L’arme atomique, facteur de paix ? (janvier 1955)
Les armes atomiques constituent désormais le facteur de force le plus puissant dans le monde, bien qu’il ne soit à la disposition que d’un petit nombre de grandes puissances. Il existe dès maintenant des quantités importantes et rapidement croissantes de ces armes, qui représentent un potentiel de destruction en augmentation constante. Jusqu’à la réussite des essais thermonucléaires américains et soviétiques, on pouvait supposer que cette augmentation serait limitée par un goulot d’étranglement : la production d’uranium naturel. On pouvait, en effet, estimer qu’étant donné les ressources probables en minerais de ce métal, il serait possible de produire au total dans le monde, environ 2 500 bombes atomiques de fission par an, ce qui n’était pas négligeable et aurait conduit au bout de quelques années à l’accumulation de stocks déjà respectables. Certes, ce chiffre était susceptible de s’accroître largement dans l’avenir par application du principe du breeding et par l’utilisation comme matière explosive de l’isotope de masse 233 de l’uranium obtenu, dans les réacteurs, à partir du thorium.

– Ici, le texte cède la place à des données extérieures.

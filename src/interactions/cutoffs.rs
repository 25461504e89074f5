use super::structs::Interaction;
use crate::errors::ConfigError;
use std::collections::HashMap;

const HBOND_DIST: f64 = 3.5;
const SALT_BRIDGE_DIST: f64 = 4.0;
const PI_PI_DIST: f64 = 5.0;
const HYDROPHOBIC_DIST: f64 = 4.0;

/// Distance cutoffs per interaction category, in the structure's native
/// length unit.
///
/// A caller-supplied map must be complete: a missing or invalid key is a
/// [`ConfigError`], never a silent fallback. For a measurement tool a typo'd
/// key that quietly reverts to a default would corrupt results downstream,
/// so partial configurations fail closed.
#[derive(Debug, Clone, Copy, PartialEq)]
pub struct Cutoffs {
    hbond: f64,
    salt_bridge: f64,
    pi_pi: f64,
    hydrophobic: f64,
}

impl Default for Cutoffs {
    fn default() -> Self {
        Self {
            hbond: HBOND_DIST,
            salt_bridge: SALT_BRIDGE_DIST,
            pi_pi: PI_PI_DIST,
            hydrophobic: HYDROPHOBIC_DIST,
        }
    }
}

impl Cutoffs {
    /// Build from explicit per-category values.
    pub fn new(
        hbond: f64,
        salt_bridge: f64,
        pi_pi: f64,
        hydrophobic: f64,
    ) -> Result<Self, ConfigError> {
        let cutoffs = Self {
            hbond,
            salt_bridge,
            pi_pi,
            hydrophobic,
        };
        for category in Interaction::ALL {
            let value = cutoffs.get(category);
            if !(value.is_finite() && value > 0.0) {
                return Err(ConfigError::InvalidCutoff { category, value });
            }
        }
        Ok(cutoffs)
    }

    /// Build from a category-keyed map. All four keys are required.
    pub fn from_map(map: &HashMap<String, f64>) -> Result<Self, ConfigError> {
        let lookup = |category: Interaction| {
            map.get(category.key())
                .copied()
                .ok_or(ConfigError::MissingCutoff(category))
        };
        let hbond = lookup(Interaction::HydrogenBond)?;
        let salt_bridge = lookup(Interaction::SaltBridge)?;
        let pi_pi = lookup(Interaction::PiStacking)?;
        let hydrophobic = lookup(Interaction::Hydrophobic)?;
        Self::new(hbond, salt_bridge, pi_pi, hydrophobic)
    }

    /// The cutoff for one category.
    pub fn get(&self, category: Interaction) -> f64 {
        match category {
            Interaction::HydrogenBond => self.hbond,
            Interaction::SaltBridge => self.salt_bridge,
            Interaction::PiStacking => self.pi_pi,
            Interaction::Hydrophobic => self.hydrophobic,
        }
    }
}

#[cfg(test)]
mod tests {
    use super::*;

    #[test]
    fn default_values() {
        let cutoffs = Cutoffs::default();
        assert_eq!(cutoffs.get(Interaction::HydrogenBond), 3.5);
        assert_eq!(cutoffs.get(Interaction::SaltBridge), 4.0);
        assert_eq!(cutoffs.get(Interaction::PiStacking), 5.0);
        assert_eq!(cutoffs.get(Interaction::Hydrophobic), 4.0);
    }

    #[test]
    fn complete_map_is_accepted() {
        let map: HashMap<String, f64> = [
            ("hbond", 3.2),
            ("salt_bridge", 4.5),
            ("pi_pi", 5.5),
            ("hydrophobic", 3.9),
        ]
        .into_iter()
        .map(|(k, v)| (k.to_string(), v))
        .collect();

        let cutoffs = Cutoffs::from_map(&map).unwrap();
        assert_eq!(cutoffs.get(Interaction::HydrogenBond), 3.2);
        assert_eq!(cutoffs.get(Interaction::PiStacking), 5.5);
    }

    #[test]
    fn missing_key_fails_closed() {
        let map: HashMap<String, f64> = [("hbond", 3.5), ("salt_bridge", 4.0), ("hydrophobic", 4.0)]
            .into_iter()
            .map(|(k, v)| (k.to_string(), v))
            .collect();

        assert_eq!(
            Cutoffs::from_map(&map),
            Err(ConfigError::MissingCutoff(Interaction::PiStacking))
        );
    }

    #[test]
    fn non_positive_cutoff_is_rejected() {
        assert_eq!(
            Cutoffs::new(3.5, -1.0, 5.0, 4.0),
            Err(ConfigError::InvalidCutoff {
                category: Interaction::SaltBridge,
                value: -1.0
            })
        );
        assert!(Cutoffs::new(3.5, 4.0, f64::NAN, 4.0).is_err());
        assert!(Cutoffs::new(0.0, 4.0, 5.0, 4.0).is_err());
    }
}
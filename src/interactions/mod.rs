//! Protein-ligand interaction detection.
//!
//! Four categories are searched per model: hydrogen bonds, salt bridges,
//! a pi-stacking proxy, and hydrophobic contacts. Each category pairs a
//! protein-side filter with a ligand-side filter and a distance cutoff; the
//! categories are independent and their results are concatenated in a fixed
//! order, so the output sequence is reproducible run over run.

pub mod classifier;
pub mod cutoffs;
pub mod structs;

// Re-exports
pub use classifier::InteractionClassifier;
pub use cutoffs::Cutoffs;
pub use structs::{ContactRecord, Interaction};

use crate::errors::AnalysisError;
use crate::structure::StructureModel;
use tracing::debug;

/// Classify all protein-ligand contacts in one model.
///
/// # Arguments
///
/// * `model` - A loaded structure model with a non-empty protein partition
/// * `cutoffs` - Complete per-category distance cutoffs
///
/// # Errors
///
/// [`AnalysisError::Structure`] when the model is empty or has no protein
/// atoms. An empty ligand partition is not an error; it produces an empty
/// record sequence.
///
/// # Example
///
/// ```no_run
/// use boltzana::{Cutoffs, StructureModel, get_contacts};
/// use std::path::Path;
///
/// let (model, _warnings) =
///     StructureModel::from_file(Path::new("model_0.pdb"), "model_0").unwrap();
/// let records = get_contacts(&model, Cutoffs::default()).unwrap();
/// println!("Found {} contacts", records.len());
/// ```
pub fn get_contacts(
    model: &StructureModel,
    cutoffs: Cutoffs,
) -> Result<Vec<ContactRecord>, AnalysisError> {
    let classifier = InteractionClassifier::new(model, cutoffs)?;
    let records = classifier.classify();
    debug!(
        "Found {count} contacts in model `{id}`",
        count = records.len(),
        id = model.id()
    );
    Ok(records)
}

Quelque élevé que fût le stock mondial de bombes à considérer comme disponible dans un avenir immédiat, sa puissance destructrice apparaissait cependant comme ne pouvant être développée à volonté. Or, les essais thermonucléaires ont réussi et d’une manière telle que la mise au point des engins « de fusion » paraît maintenant permettre de multiplier à peu de frais la puissance totale de destruction du stock de bombes de fission. Il semble bien, en effet, résulter de l’étude de la littérature, si discrète soit-elle, relative aux bombes thermonucléaires que ces engins doivent être réalisables commodément et sans que soit nécessaire ni la mise en œuvre en quantités importantes de corps très coûteux tels que le tritium, ni la réalisation de dispositifs très compliqués. Si l’hypothèse couramment admise aujourd’hui est exacte, en vertu de laquelle il suffirait pour construire une bombe thermonucléaire d’utiliser des corps relativement courants tels que le deutérium et l’isotope de masse 6 du lithium, et d’amorcer leur réaction au moyen d’un détonateur constitué par une bombe de fission, on est amené à en déduire qu’il devient possible de remplacer à peu de frais chaque bombe de fission par une bombe plusieurs centaines de fois plus puissante.
Si le nombre total des engins ne doit pas en être augmenté, leur puissance globale deviendrait ainsi d’un autre ordre de grandeur par le passage du stade « atomique » au stade « thermonucléaire » (1). Il n’est donc pas douteux que, sinon dès maintenant au moins dans un avenir très proche, les grands pays « atomiques » seront en mesure de déclencher dans le monde des dévastations qui n’ont aucune commune mesure avec les destructions les plus terribles dont on pouvait avoir idée jusqu’ici.